*Your assignment:* Nothing should change. Output the data exactly.

━━━━━ Record extracts

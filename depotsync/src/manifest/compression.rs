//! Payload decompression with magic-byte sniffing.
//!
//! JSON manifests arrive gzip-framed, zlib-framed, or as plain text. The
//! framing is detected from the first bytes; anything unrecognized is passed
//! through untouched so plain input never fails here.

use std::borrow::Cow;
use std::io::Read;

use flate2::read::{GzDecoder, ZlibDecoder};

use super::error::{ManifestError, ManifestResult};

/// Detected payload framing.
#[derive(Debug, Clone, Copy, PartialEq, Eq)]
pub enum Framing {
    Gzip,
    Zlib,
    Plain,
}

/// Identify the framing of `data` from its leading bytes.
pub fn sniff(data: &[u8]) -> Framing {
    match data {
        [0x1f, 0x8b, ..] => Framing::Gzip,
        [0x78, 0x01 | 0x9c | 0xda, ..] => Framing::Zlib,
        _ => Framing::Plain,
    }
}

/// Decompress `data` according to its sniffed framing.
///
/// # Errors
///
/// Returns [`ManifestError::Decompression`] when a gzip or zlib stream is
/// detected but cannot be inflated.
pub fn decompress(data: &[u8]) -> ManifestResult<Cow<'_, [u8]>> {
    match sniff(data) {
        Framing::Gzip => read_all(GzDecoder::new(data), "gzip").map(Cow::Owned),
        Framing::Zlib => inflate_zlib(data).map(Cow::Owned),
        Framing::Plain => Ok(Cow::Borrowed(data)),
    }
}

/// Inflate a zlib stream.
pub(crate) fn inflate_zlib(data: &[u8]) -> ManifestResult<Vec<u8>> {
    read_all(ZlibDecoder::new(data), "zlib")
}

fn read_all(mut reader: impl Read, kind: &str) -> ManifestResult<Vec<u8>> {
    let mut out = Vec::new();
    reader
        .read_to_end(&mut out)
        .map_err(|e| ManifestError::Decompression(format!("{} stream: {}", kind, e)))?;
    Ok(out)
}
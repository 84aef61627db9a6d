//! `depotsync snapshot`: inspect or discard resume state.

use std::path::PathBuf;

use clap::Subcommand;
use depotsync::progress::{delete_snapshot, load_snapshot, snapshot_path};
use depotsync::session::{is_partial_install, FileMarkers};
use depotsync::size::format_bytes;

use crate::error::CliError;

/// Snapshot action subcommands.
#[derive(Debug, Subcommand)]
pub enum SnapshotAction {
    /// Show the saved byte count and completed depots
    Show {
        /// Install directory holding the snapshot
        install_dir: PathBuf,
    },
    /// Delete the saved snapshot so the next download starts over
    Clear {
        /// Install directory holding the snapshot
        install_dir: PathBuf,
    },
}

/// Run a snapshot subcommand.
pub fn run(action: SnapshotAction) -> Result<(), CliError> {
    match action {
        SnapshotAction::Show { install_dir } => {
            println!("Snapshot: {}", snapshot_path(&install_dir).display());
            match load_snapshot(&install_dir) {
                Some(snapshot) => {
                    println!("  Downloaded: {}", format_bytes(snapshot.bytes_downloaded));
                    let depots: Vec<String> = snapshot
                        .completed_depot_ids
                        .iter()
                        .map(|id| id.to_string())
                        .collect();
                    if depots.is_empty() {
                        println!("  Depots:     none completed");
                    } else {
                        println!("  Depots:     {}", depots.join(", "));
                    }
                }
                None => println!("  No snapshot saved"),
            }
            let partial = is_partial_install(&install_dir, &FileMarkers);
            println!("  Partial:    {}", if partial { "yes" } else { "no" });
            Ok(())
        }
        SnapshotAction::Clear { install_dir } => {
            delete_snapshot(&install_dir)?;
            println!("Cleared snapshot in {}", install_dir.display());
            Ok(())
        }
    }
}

━━━━━━━━━━

*Answer to this problem:*
filename depotsync/src/manifest/compression.rs
//! Payload decompression with magic-byte sniffing.
//!
//! JSON manifests arrive gzip-framed, zlib-framed, or as plain text. The
//! framing is detected from the first bytes; anything unrecognized is passed
//! through untouched so plain input never fails here.

use std::borrow::Cow;
use std::io::Read;

use flate2::read::{GzDecoder, ZlibDecoder};

use super::error::{ManifestError, ManifestResult};

/// Detected payload framing.
#[derive(Debug, Clone, Copy, PartialEq, Eq)]
pub enum Framing {
    Gzip,
    Zlib,
    Plain,
}

/// Identify the framing of `data` from its leading bytes.
pub fn sniff(data: &[u8]) -> Framing {
    match data {
        [0x1f, 0x8b, ..] => Framing::Gzip,
        [0x78, 0x01 | 0x9c | 0xda, ..] => Framing::Zlib,
        _ => Framing::Plain,
    }
}

/// Decompress `data` according to its sniffed framing.
///
/// # Errors
///
/// Returns [`ManifestError::Decompression`] when a gzip or zlib stream is
/// detected but cannot be inflated.
pub fn decompress(data: &[u8]) -> ManifestResult<Cow<'_, [u8]>> {
    match sniff(data) {
        Framing::Gzip => read_all(GzDecoder::new(data), "gzip").map(Cow::Owned),
        Framing::Zlib => inflate_zlib(data).map(Cow::Owned),
        Framing::Plain => Ok(Cow::Borrowed(data)),
    }
}

/// Inflate a zlib stream.
pub(crate) fn inflate_zlib(data: &[u8]) -> ManifestResult<Vec<u8>> {
    read_all(ZlibDecoder::new(data), "zlib")
}

fn read_all(mut reader: impl Read, kind: &str) -> ManifestResult<Vec<u8>> {
    let mut out = Vec::new();
    reader
        .read_to_end(&mut out)
        .map_err(|e| ManifestError::Decompression(format!("{} stream: {}", kind, e)))?;
    Ok(out)
}
repository 84aef61627db9a6d
//! `depotsync snapshot`: inspect or discard resume state.

use std::path::PathBuf;

use clap::Subcommand;
use depotsync::progress::{delete_snapshot, load_snapshot, snapshot_path};
use depotsync::session::{is_partial_install, FileMarkers};
use depotsync::size::format_bytes;

use crate::error::CliError;

/// Snapshot action subcommands.
#[derive(Debug, Subcommand)]
pub enum SnapshotAction {
    /// Show the saved byte count and completed depots
    Show {
        /// Install directory holding the snapshot
        install_dir: PathBuf,
    },
    /// Delete the saved snapshot so the next download starts over
    Clear {
        /// Install directory holding the snapshot
        install_dir: PathBuf,
    },
}

/// Run a snapshot subcommand.
pub fn run(action: SnapshotAction) -> Result<(), CliError> {
    match action {
        SnapshotAction::Show { install_dir } => {
            println!("Snapshot: {}", snapshot_path(&install_dir).display());
            match load_snapshot(&install_dir) {
                Some(snapshot) => {
                    println!("  Downloaded: {}", format_bytes(snapshot.bytes_downloaded));
                    let depots: Vec<String> = snapshot
                        .completed_depot_ids
                        .iter()
                        .map(|id| id.to_string())
                        .collect();
                    if depots.is_empty() {
                        println!("  Depots:     none completed");
                    } else {
                        println!("  Depots:     {}", depots.join(", "));
                    }
                }
                None => println!("  No snapshot saved"),
            }
            let partial = is_partial_install(&install_dir, &FileMarkers);
            println!("  Partial:    {}", if partial { "yes" } else { "no" });
            Ok(())
        }
        SnapshotAction::Clear { install_dir } => {
            delete_snapshot(&install_dir)?;
            println!("Cleared snapshot in {}", install_dir.display());
            Ok(())
        }
    }
}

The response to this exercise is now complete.